Scanning the entries below, copy every line that contains the word "boundaries".

++++ Provided records ++++

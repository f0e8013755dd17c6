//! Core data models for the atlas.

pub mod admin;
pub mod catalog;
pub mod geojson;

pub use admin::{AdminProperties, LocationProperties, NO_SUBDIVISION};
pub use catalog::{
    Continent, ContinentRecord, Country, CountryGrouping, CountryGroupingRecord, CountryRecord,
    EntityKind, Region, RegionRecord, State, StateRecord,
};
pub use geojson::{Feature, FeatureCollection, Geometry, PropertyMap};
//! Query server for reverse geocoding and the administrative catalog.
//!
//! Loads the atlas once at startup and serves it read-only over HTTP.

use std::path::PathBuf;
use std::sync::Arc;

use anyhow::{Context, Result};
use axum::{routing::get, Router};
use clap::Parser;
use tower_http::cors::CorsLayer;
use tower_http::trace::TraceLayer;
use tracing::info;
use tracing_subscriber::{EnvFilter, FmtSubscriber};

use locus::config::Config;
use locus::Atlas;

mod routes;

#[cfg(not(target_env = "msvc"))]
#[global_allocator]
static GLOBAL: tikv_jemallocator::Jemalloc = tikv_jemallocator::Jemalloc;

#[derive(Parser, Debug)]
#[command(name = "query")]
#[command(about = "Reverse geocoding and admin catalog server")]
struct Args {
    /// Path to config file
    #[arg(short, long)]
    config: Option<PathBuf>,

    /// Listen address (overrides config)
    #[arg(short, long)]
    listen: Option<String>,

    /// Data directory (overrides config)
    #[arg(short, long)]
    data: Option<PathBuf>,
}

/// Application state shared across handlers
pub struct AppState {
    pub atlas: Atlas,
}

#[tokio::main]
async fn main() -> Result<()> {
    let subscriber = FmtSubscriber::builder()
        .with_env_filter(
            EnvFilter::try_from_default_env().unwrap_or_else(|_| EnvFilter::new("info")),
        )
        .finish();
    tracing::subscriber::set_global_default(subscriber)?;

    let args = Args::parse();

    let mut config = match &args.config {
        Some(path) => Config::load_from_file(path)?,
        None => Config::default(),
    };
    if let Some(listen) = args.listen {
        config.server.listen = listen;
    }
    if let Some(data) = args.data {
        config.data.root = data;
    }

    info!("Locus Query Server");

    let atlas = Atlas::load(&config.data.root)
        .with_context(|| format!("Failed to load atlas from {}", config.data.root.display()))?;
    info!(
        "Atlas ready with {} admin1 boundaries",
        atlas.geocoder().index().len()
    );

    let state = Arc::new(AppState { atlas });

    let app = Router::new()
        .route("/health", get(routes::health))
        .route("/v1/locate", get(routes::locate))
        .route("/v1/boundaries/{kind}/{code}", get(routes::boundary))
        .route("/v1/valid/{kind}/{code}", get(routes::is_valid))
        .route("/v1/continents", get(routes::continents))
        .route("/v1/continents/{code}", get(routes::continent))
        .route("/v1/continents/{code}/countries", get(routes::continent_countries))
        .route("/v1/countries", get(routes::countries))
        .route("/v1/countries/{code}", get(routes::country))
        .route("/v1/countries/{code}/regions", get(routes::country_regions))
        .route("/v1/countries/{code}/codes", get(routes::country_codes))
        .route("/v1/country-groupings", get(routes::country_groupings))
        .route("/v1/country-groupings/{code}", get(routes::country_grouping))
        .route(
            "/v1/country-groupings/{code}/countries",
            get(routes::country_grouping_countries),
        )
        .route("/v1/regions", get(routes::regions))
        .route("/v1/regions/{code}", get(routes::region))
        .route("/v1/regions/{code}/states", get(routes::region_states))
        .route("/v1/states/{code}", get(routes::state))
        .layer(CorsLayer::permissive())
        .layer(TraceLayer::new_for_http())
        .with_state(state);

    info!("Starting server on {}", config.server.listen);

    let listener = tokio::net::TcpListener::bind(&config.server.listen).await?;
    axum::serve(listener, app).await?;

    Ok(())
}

++++

§ Result of the exercise
        "Atlas ready with {} admin1 boundaries",
        .route("/v1/boundaries/{kind}/{code}", get(routes::boundary))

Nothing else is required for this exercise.